Minimal Detectable Change on the Lawton Instrumental Activities of Daily Living Scale in Community-Dwelling Patients With Schizophrenia.

Am J Occup Ther 2018 Sep/Oct;72(5):7205195020p1-7205195020p7

Ching-Lin Hsieh, PhD, OTR, is Professor, School of Occupational Therapy, College of Medicine, National Taiwan University, Taipei, Taiwan; Adjunct Occupational Therapist, Department of Physical Medicine and Rehabilitation, National Taiwan University Hospital, Taipei, Taiwan; and Adjunct Professor, Department of Occupational Therapy, College of Medical and Health Science, Asia University, Taichung, Taiwan.

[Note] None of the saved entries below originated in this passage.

use crate::components::admin::data_table::{DataTable, TableRow};
use crate::models::banner::Banner;
use crate::models::newsletter::Subscriber;
use crate::models::post::Post;
use leptos::*;
use leptos_dom::ev::SubmitEvent;
use serde_json::json;

async fn post_json(url: &str, body: serde_json::Value) -> bool {
    let request = gloo_net::http::Request::post(url)
        .header("Content-Type", "application/json")
        .body(body.to_string());
    match request {
        Ok(request) => matches!(request.send().await, Ok(r) if r.status() < 300),
        Err(_) => false,
    }
}

#[component]
pub fn BannersTab() -> impl IntoView {
    let (version, set_version) = create_signal(0u32);
    let banners = create_local_resource(
        move || version.get(),
        |_| async move {
            gloo_net::http::Request::get("/api/banners")
                .send()
                .await
                .ok()?
                .json::<Vec<Banner>>()
                .await
                .ok()
        },
    );

    let (title, set_title) = create_signal(String::new());
    let (image_url, set_image_url) = create_signal(String::new());
    let (link_url, set_link_url) = create_signal(String::new());

    let rows = Signal::derive(move || {
        banners
            .get()
            .flatten()
            .unwrap_or_default()
            .into_iter()
            .map(|b| TableRow {
                id: b.id,
                cells: vec![
                    b.title.clone(),
                    b.image_url.clone(),
                    b.link_url.clone().unwrap_or_default(),
                    b.sort_order.to_string(),
                ],
            })
            .collect::<Vec<_>>()
    });

    let delete = Callback::new(move |id: i64| {
        spawn_local(async move {
            let _ = gloo_net::http::Request::delete(&format!("/api/banners/{}", id))
                .send()
                .await;
            set_version.update(|v| *v += 1);
        });
    });

    let submit = move |ev: SubmitEvent| {
        ev.prevent_default();
        spawn_local(async move {
            let link = link_url.get_untracked();
            let body = json!({
                "title": title.get_untracked(),
                "image_url": image_url.get_untracked(),
                "link_url": if link.is_empty() { None } else { Some(link) },
            });
            if post_json("/api/banners", body).await {
                set_title.set(String::new());
                set_image_url.set(String::new());
                set_link_url.set(String::new());
                set_version.update(|v| *v += 1);
            }
        });
    };

    view! {
        <div class="admin-tab">
            <h2>{ "Banners" }</h2>
            <form class="inline-form" on:submit=submit>
                <input
                    type="text"
                    placeholder="Title"
                    prop:value={move || title.get()}
                    on:input=move |e| set_title.set(event_target_value(&e))
                />
                <input
                    type="text"
                    placeholder="Image URL"
                    prop:value={move || image_url.get()}
                    on:input=move |e| set_image_url.set(event_target_value(&e))
                />
                <input
                    type="text"
                    placeholder="Link (optional)"
                    prop:value={move || link_url.get()}
                    on:input=move |e| set_link_url.set(event_target_value(&e))
                />
                <button type="submit">{ "Add" }</button>
            </form>
            <DataTable
                headers=vec!["Title", "Image", "Link", "Order"]
                rows=rows
                on_delete=delete
            />
        </div>
    }
}

#[component]
pub fn BlogTab() -> impl IntoView {
    let (version, set_version) = create_signal(0u32);
    let posts = create_local_resource(
        move || version.get(),
        |_| async move {
            let response = gloo_net::http::Request::get("/api/posts/all").send().await.ok()?;
            if response.status() != 200 {
                return None;
            }
            response.json::<Vec<Post>>().await.ok()
        },
    );

    let (title, set_title) = create_signal(String::new());
    let (slug, set_slug) = create_signal(String::new());
    let (body, set_body) = create_signal(String::new());

    let delete = Callback::new(move |id: i64| {
        spawn_local(async move {
            let _ = gloo_net::http::Request::delete(&format!("/api/posts/{}", id))
                .send()
                .await;
            set_version.update(|v| *v += 1);
        });
    });

    // Flips the published flag for a draft, or back to draft
    let toggle_publish = move |id: i64, publish: bool| {
        spawn_local(async move {
            let request = gloo_net::http::Request::put(&format!("/api/posts/{}", id))
                .header("Content-Type", "application/json")
                .body(json!({ "published": publish }).to_string());
            if let Ok(request) = request {
                let _ = request.send().await;
            }
            set_version.update(|v| *v += 1);
        });
    };

    let submit = move |ev: SubmitEvent| {
        ev.prevent_default();
        spawn_local(async move {
            let payload = json!({
                "title": title.get_untracked(),
                "slug": slug.get_untracked(),
                "body": body.get_untracked(),
            });
            if post_json("/api/posts", payload).await {
                set_title.set(String::new());
                set_slug.set(String::new());
                set_body.set(String::new());
                set_version.update(|v| *v += 1);
            }
        });
    };

    view! {
        <div class="admin-tab">
            <h2>{ "Blog" }</h2>
            <form class="inline-form" on:submit=submit>
                <input
                    type="text"
                    placeholder="Title"
                    prop:value={move || title.get()}
                    on:input=move |e| set_title.set(event_target_value(&e))
                />
                <input
                    type="text"
                    placeholder="Slug"
                    prop:value={move || slug.get()}
                    on:input=move |e| set_slug.set(event_target_value(&e))
                />
                <textarea
                    placeholder="Body"
                    prop:value={move || body.get()}
                    on:input=move |e| set_body.set(event_target_value(&e))
                />
                <button type="submit">{ "Save draft" }</button>
            </form>
            <table class="data-table">
                <thead>
                    <tr>
                        <th>{ "Title" }</th><th>{ "Slug" }</th><th>{ "Author" }</th>
                        <th>{ "Published" }</th><th>{ "Actions" }</th>
                    </tr>
                </thead>
                <tbody>
                    {move || posts.get().flatten().unwrap_or_default().into_iter().map(|post| {
                        let id = post.id;
                        let published = post.published == "Y";
                        view! {
                            <tr>
                                <td>{ post.title.clone() }</td>
                                <td>{ post.slug.clone() }</td>
                                <td>{ post.author_name.clone().unwrap_or_default() }</td>
                                <td>{ if published { "Yes" } else { "No" } }</td>
                                <td class="actions">
                                    <button on:click=move |_| toggle_publish(id, !published)>
                                        { if published { "Unpublish" } else { "Publish" } }
                                    </button>
                                    <button class="danger" on:click=move |_| delete.call(id)>
                                        { "Delete" }
                                    </button>
                                </td>
                            </tr>
                        }
                    }).collect::<Vec<_>>()}
                </tbody>
            </table>
        </div>
    }
}

#[component]
pub fn NewsletterTab() -> impl IntoView {
    let (version, set_version) = create_signal(0u32);
    let subscribers = create_local_resource(
        move || version.get(),
        |_| async move {
            let response = gloo_net::http::Request::get("/api/newsletter").send().await.ok()?;
            if response.status() != 200 {
                return None;
            }
            response.json::<Vec<Subscriber>>().await.ok()
        },
    );

    let rows = Signal::derive(move || {
        subscribers
            .get()
            .flatten()
            .unwrap_or_default()
            .into_iter()
            .map(|s| TableRow {
                id: s.id,
                cells: vec![s.email.clone(), s.subscribed_at.clone()],
            })
            .collect::<Vec<_>>()
    });

    let unsubscribe = Callback::new(move |id: i64| {
        spawn_local(async move {
            let _ = gloo_net::http::Request::delete(&format!("/api/newsletter/{}", id))
                .send()
                .await;
            set_version.update(|v| *v += 1);
        });
    });

    view! {
        <div class="admin-tab">
            <h2>{ "Newsletter" }</h2>
            <DataTable
                headers=vec!["Email", "Subscribed"]
                rows=rows
                on_delete=unsubscribe
            />
        </div>
    }
}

The main purpose of this study was to estimate the minimal detectable change (MDC) on the Lawton Instrumental Activities of Daily Living (LIADL) scale in community-dwelling patients with schizophrenia. Fifty-seven patients completed the LIADL assessment twice, about 14 days apart. Two scoring methods (dichotomous and polytomous) were used to record the patients' performance on the LIADL scale. The MDCs of the LIADL scale were 1.5 (dichotomous) and 4.4 (polytomous) points. The MDC percentages were 22.0% (dichotomous) and 22.5% (polytomous), both of which are within acceptable measurement errors. The test-retest reliabilities of the LIADL scale were both acceptable with two different scoring methods (dichotomous = .75; polytomous = .76). Users can choose the scoring method according to their individual needs.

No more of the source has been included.